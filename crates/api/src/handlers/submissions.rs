//! Handlers for recommendation submission and the public queue.

use axum::extract::State;
use axum::http::StatusCode;
use axum::Json;
use fantrax_core::submission::validate_submission;
use fantrax_core::types::DbId;
use fantrax_db::models::recommendation::{CreateRecommendation, QueuedRecommendation};
use fantrax_db::repositories::RecommendationRepo;
use serde::{Deserialize, Serialize};

use crate::auth::require_access_code;
use crate::error::AppResult;
use crate::response::DataResponse;
use crate::state::AppState;

/// Request body for `POST /submissions`.
#[derive(Debug, Deserialize)]
pub struct SubmissionRequest {
    pub name: String,
    pub album_url: String,
    pub context: String,
    pub access_code: String,
}

#[derive(Debug, Serialize)]
pub struct SubmissionCreated {
    pub id: DbId,
    pub album_title: Option<String>,
    pub artist_name: Option<String>,
}

/// POST /api/v1/submissions
///
/// Checks the access code, validates the form, resolves the album links and
/// stores the recommendation unposted. Nothing is stored if resolution fails.
pub async fn submit(
    State(state): State<AppState>,
    Json(input): Json<SubmissionRequest>,
) -> AppResult<(StatusCode, Json<DataResponse<SubmissionCreated>>)> {
    require_access_code(&state.config, &input.access_code)?;

    let submission = validate_submission(&input.name, &input.album_url, &input.context)?;

    let links = state
        .resolver
        .resolve(&submission.album_url)
        .await
        .inspect_err(|e| {
            tracing::warn!(album_url = %submission.album_url, error = %e, "Link resolution failed");
        })?;

    let create = CreateRecommendation {
        submitter_name: submission.name,
        album_title: links.album_title,
        artist_name: links.artist_name,
        context: submission.context,
        spotify_url: links.spotify_url,
        apple_music_url: links.apple_music_url,
        songlink_url: links.aggregator_url,
        album_art_url: links.album_art_url,
    };
    let rec = RecommendationRepo::create(&state.pool, &create).await?;

    tracing::info!(
        recommendation_id = rec.id,
        submitter = %rec.submitter_name,
        album_title = rec.album_title.as_deref().unwrap_or(""),
        "Recommendation submitted"
    );

    Ok((
        StatusCode::CREATED,
        Json(DataResponse {
            data: SubmissionCreated {
                id: rec.id,
                album_title: rec.album_title,
                artist_name: rec.artist_name,
            },
        }),
    ))
}

/// GET /api/v1/queue
pub async fn list_queue(
    State(state): State<AppState>,
) -> AppResult<Json<DataResponse<Vec<QueuedRecommendation>>>> {
    let queue = RecommendationRepo::list_unposted(&state.pool).await?;
    Ok(Json(DataResponse { data: queue }))
}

**YOUR GOAL**
What is needed is the full listing, reproduced exactly.

**THE COMPLETED TASK**
filename crates/api/src/handlers/submissions.rs
//! Handlers for recommendation submission and the public queue.

use axum::extract::State;
use axum::http::StatusCode;
use axum::Json;
use fantrax_core::submission::validate_submission;
use fantrax_core::types::DbId;
use fantrax_db::models::recommendation::{CreateRecommendation, QueuedRecommendation};
use fantrax_db::repositories::RecommendationRepo;
use serde::{Deserialize, Serialize};

use crate::auth::require_access_code;
use crate::error::AppResult;
use crate::response::DataResponse;
use crate::state::AppState;

/// Request body for `POST /submissions`.
#[derive(Debug, Deserialize)]
pub struct SubmissionRequest {
    pub name: String,
    pub album_url: String,
    pub context: String,
    pub access_code: String,
}

#[derive(Debug, Serialize)]
pub struct SubmissionCreated {
    pub id: DbId,
    pub album_title: Option<String>,
    pub artist_name: Option<String>,
}

/// POST /api/v1/submissions
///
/// Checks the access code, validates the form, resolves the album links and
/// stores the recommendation unposted. Nothing is stored if resolution fails.
pub async fn submit(
    State(state): State<AppState>,
    Json(input): Json<SubmissionRequest>,
) -> AppResult<(StatusCode, Json<DataResponse<SubmissionCreated>>)> {
    require_access_code(&state.config, &input.access_code)?;

    let submission = validate_submission(&input.name, &input.album_url, &input.context)?;

    let links = state
        .resolver
        .resolve(&submission.album_url)
        .await
        .inspect_err(|e| {
            tracing::warn!(album_url = %submission.album_url, error = %e, "Link resolution failed");
        })?;

    let create = CreateRecommendation {
        submitter_name: submission.name,
        album_title: links.album_title,
        artist_name: links.artist_name,
        context: submission.context,
        spotify_url: links.spotify_url,
        apple_music_url: links.apple_music_url,
        songlink_url: links.aggregator_url,
        album_art_url: links.album_art_url,
    };
    let rec = RecommendationRepo::create(&state.pool, &create).await?;

    tracing::info!(
        recommendation_id = rec.id,
        submitter = %rec.submitter_name,
        album_title = rec.album_title.as_deref().unwrap_or(""),
        "Recommendation submitted"
    );

    Ok((
        StatusCode::CREATED,
        Json(DataResponse {
            data: SubmissionCreated {
                id: rec.id,
                album_title: rec.album_title,
                artist_name: rec.artist_name,
            },
        }),
    ))
}

/// GET /api/v1/queue
pub async fn list_queue(
    State(state): State<AppState>,
) -> AppResult<Json<DataResponse<Vec<QueuedRecommendation>>>> {
    let queue = RecommendationRepo::list_unposted(&state.pool).await?;
    Ok(Json(DataResponse { data: queue }))
}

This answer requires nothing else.